Haidt is not a Christian, he’s an atheist, but this book has some really interesting things to say about morality, how we decide on right and wrong, and how that affects our religious and political beliefs. If you’re looking to better understand the people around you who believe differently from you, I think you will find this book helpful. While Haidt is a self-proclaimed liberal, he is very gracious towards conservatives and points out something we all seem to have forgotten, we need both sides.


For Women Only by Shaunti Feldhahn

If you’ve been reading any of these posts, you’ve probably figured out by now that I’m a big re-reader. If I like a book, I’m bound to re-read it eventually. This is another re-read. Zach and I got For Women Only and and For Men Only (same concept, but for guys to read about girls) in our pre-marital class. Since our third anniversary is coming up, I figured it was time for a re-read. Plus, last time I read this book, I wasn’t married yet, so I was curious to see if I would learn anything new this time through.

The answer is yes. There were several things that I needed a reminder of. Even if you’re not married, if you know any guys, this is a great book to read to help you better understand how they think and why they do the things they do. Each chapter contains a different thing that the author learned about men that she wants to share. The best part is, these things aren’t just coming from her head. She actually did detailed research to delve into every “secret” in this book to make sure it was generally true of men. It’s a super easy read too. It’s short, sweet, and too the point.


Vanity Fair by William Makepeace Thackeray

I’m going to honest, I haven’t entirely finished this one yet. However, the book is 680 pages long in my version and I’m on page 476, so I’m counting it. I will be finished this next weekend, at the latest and I’ve read the majority of it this month, so I think it counts.

This is another re-read. I read this book for the first time a couple of years ago over my Christmas break, and really liked it. I found it during our move and decided to re-read it. It’s a pretty funny little book (though granted I realize that some of the humor is over my head as I do not live in England in the 1800s). If you like classic works like Charles Dickens, you will like Vanity Fair.

The book is basically the story of two girls: Becky Sharp and Amelia Stedley.
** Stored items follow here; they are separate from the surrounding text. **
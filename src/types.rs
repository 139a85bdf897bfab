//! In-memory table types.
//!
//! The loader produces a [`DataSet`]: an ordered list of column names ([`Schema`]) plus row-major
//! cells ([`Value`]). Every operation here returns a new [`DataSet`]; the input is left untouched,
//! so each pipeline stage works on its own snapshot.

use std::fmt;

use crate::error::{PipelineError, PipelineResult};

/// A single cell value.
#[derive(Debug, Clone, PartialEq)]
pub enum Value {
    /// Missing/empty cell.
    Null,
    /// 64-bit signed integer.
    Int64(i64),
    /// 64-bit float.
    Float64(f64),
    /// Boolean.
    Bool(bool),
    /// UTF-8 string.
    Utf8(String),
}

impl Value {
    pub fn is_null(&self) -> bool {
        matches!(self, Value::Null)
    }

    /// Returns the string slice for [`Value::Utf8`] cells.
    pub fn as_str(&self) -> Option<&str> {
        match self {
            Value::Utf8(s) => Some(s),
            _ => None,
        }
    }

    /// Returns the numeric value for [`Value::Int64`] and [`Value::Float64`] cells.
    pub fn as_f64(&self) -> Option<f64> {
        match self {
            Value::Int64(i) => Some(*i as f64),
            Value::Float64(f) => Some(*f),
            _ => None,
        }
    }

    /// Short type label used in diagnostics.
    pub fn kind(&self) -> &'static str {
        match self {
            Value::Null => "null",
            Value::Int64(_) => "integer",
            Value::Float64(_) => "float",
            Value::Bool(_) => "bool",
            Value::Utf8(_) => "string",
        }
    }
}

impl fmt::Display for Value {
    fn fmt(&self, f: &mut fmt::Formatter<'_>) -> fmt::Result {
        match self {
            Value::Null => f.write_str("null"),
            Value::Int64(i) => write!(f, "{i}"),
            Value::Float64(v) => write!(f, "{v}"),
            Value::Bool(b) => write!(f, "{b}"),
            Value::Utf8(s) => f.write_str(s),
        }
    }
}

/// Ordered column names describing the shape of a [`DataSet`].
#[derive(Debug, Clone, PartialEq, Eq, Default)]
pub struct Schema {
    pub columns: Vec<String>,
}

impl Schema {
    pub fn new<S: Into<String>>(columns: impl IntoIterator<Item = S>) -> Self {
        Self {
            columns: columns.into_iter().map(Into::into).collect(),
        }
    }

    /// Iterate column names in order.
    pub fn column_names(&self) -> impl Iterator<Item = &str> {
        self.columns.iter().map(String::as_str)
    }

    /// Returns the index of a column by name, if present.
    pub fn index_of(&self, name: &str) -> Option<usize> {
        self.columns.iter().position(|c| c == name)
    }

    pub fn contains(&self, name: &str) -> bool {
        self.index_of(name).is_some()
    }

    /// Like [`Schema::index_of`], but a missing column is a schema error.
    pub fn require(&self, name: &str) -> PipelineResult<usize> {
        self.index_of(name).ok_or_else(|| {
            PipelineError::schema(format!(
                "column '{name}' does not exist. columns={:?}",
                self.columns
            ))
        })
    }

    pub fn len(&self) -> usize {
        self.columns.len()
    }

    pub fn is_empty(&self) -> bool {
        self.columns.is_empty()
    }
}

/// In-memory tabular dataset.
///
/// Rows are stored as `Vec<Vec<Value>>` in the same order as the [`Schema`] columns.
#[derive(Debug, Clone, PartialEq)]
pub struct DataSet {
    /// Schema describing row shape.
    pub schema: Schema,
    /// Row-major value storage.
    pub rows: Vec<Vec<Value>>,
}

impl DataSet {
    /// Create a dataset from schema and rows.
    pub fn new(schema: Schema, rows: Vec<Vec<Value>>) -> Self {
        Self { schema, rows }
    }

    /// Number of rows in the dataset.
    pub fn row_count(&self) -> usize {
        self.rows.len()
    }

    pub fn column_count(&self) -> usize {
        self.schema.len()
    }

    /// Cell at `row` in column `column`, if both exist.
    pub fn value(&self, row: usize, column: &str) -> Option<&Value> {
        let idx = self.schema.index_of(column)?;
        self.rows.get(row).and_then(|r| r.get(idx))
    }

    /// All cells of `column`, top to bottom.
    pub fn column_values(&self, column: &str) -> PipelineResult<Vec<&Value>> {
        let idx = self.schema.require(column)?;
        Ok(self
            .rows
            .iter()
            .map(|row| row.get(idx).unwrap_or(&Value::Null))
            .collect())
    }

    /// Create a new dataset containing only rows that match `predicate`.
    ///
    /// Surviving rows keep their relative order.
    pub fn filter_rows<F>(&self, mut predicate: F) -> Self
    where
        F: FnMut(&[Value]) -> bool,
    {
        let rows = self
            .rows
            .iter()
            .filter(|row| predicate(row.as_slice()))
            .cloned()
            .collect();
        Self {
            schema: self.schema.clone(),
            rows,
        }
    }

    /// Create a new dataset by applying `mapper` to every cell.
    pub fn map_values<F>(&self, mut mapper: F) -> Self
    where
        F: FnMut(&Value) -> Value,
    {
        let rows = self
            .rows
            .iter()
            .map(|row| row.iter().map(&mut mapper).collect())
            .collect();
        Self {
            schema: self.schema.clone(),
            rows,
        }
    }

    /// Returns a dataset without `columns`.
    ///
    /// Every listed column must exist. Missing ones are reported together as a schema error and
    /// nothing is dropped.
    pub fn drop_columns<S: AsRef<str>>(&self, columns: &[S]) -> PipelineResult<Self> {
        let missing: Vec<&str> = columns
            .iter()
            .map(|c| c.as_ref())
            .filter(|c| !self.schema.contains(c))
            .collect();
        if !missing.is_empty() {
            return Err(PipelineError::schema(format!(
                "columns not found: {}",
                missing.join(", ")
            )));
        }

        let keep: Vec<usize> = self
            .schema
            .columns
            .iter()
            .enumerate()
            .filter(|(_, name)| !columns.iter().any(|c| c.as_ref() == name.as_str()))
            .map(|(idx, _)| idx)
            .collect();

        let schema = Schema::new(keep.iter().map(|&i| self.schema.columns[i].clone()));
        let rows = self
            .rows
            .iter()
            .map(|row| {
                keep.iter()
                    .map(|&i| row.get(i).cloned().unwrap_or(Value::Null))
                    .collect()
            })
            .collect();
        Ok(Self { schema, rows })
    }

    /// Returns a dataset with `values` appended as a new trailing column.
    pub fn with_column(&self, name: &str, values: Vec<Value>) -> PipelineResult<Self> {
        if self.schema.contains(name) {
            return Err(PipelineError::schema(format!("column '{name}' already exists")));
        }
        if values.len() != self.row_count() {
            return Err(PipelineError::schema(format!(
                "column '{name}' has {} values but the dataset has {} rows",
                values.len(),
                self.row_count()
            )));
        }

        let mut schema = self.schema.clone();
        schema.columns.push(name.to_string());
        let rows = self
            .rows
            .iter()
            .zip(values)
            .map(|(row, v)| {
                let mut out = row.clone();
                out.push(v);
                out
            })
            .collect();
        Ok(Self { schema, rows })
    }
}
Both of these girls finish their schooling at the same time and both embark upon adulthood together. However, Becky is a conniving little creature and Amelia has a heart of gold. The book follows the two as they both marry, have families, and make their way in the world. It’s a long book, yes, but it’s a good story.


How about you? What books have you read this month? Any that I should check out? Comment below if you have any recommendations!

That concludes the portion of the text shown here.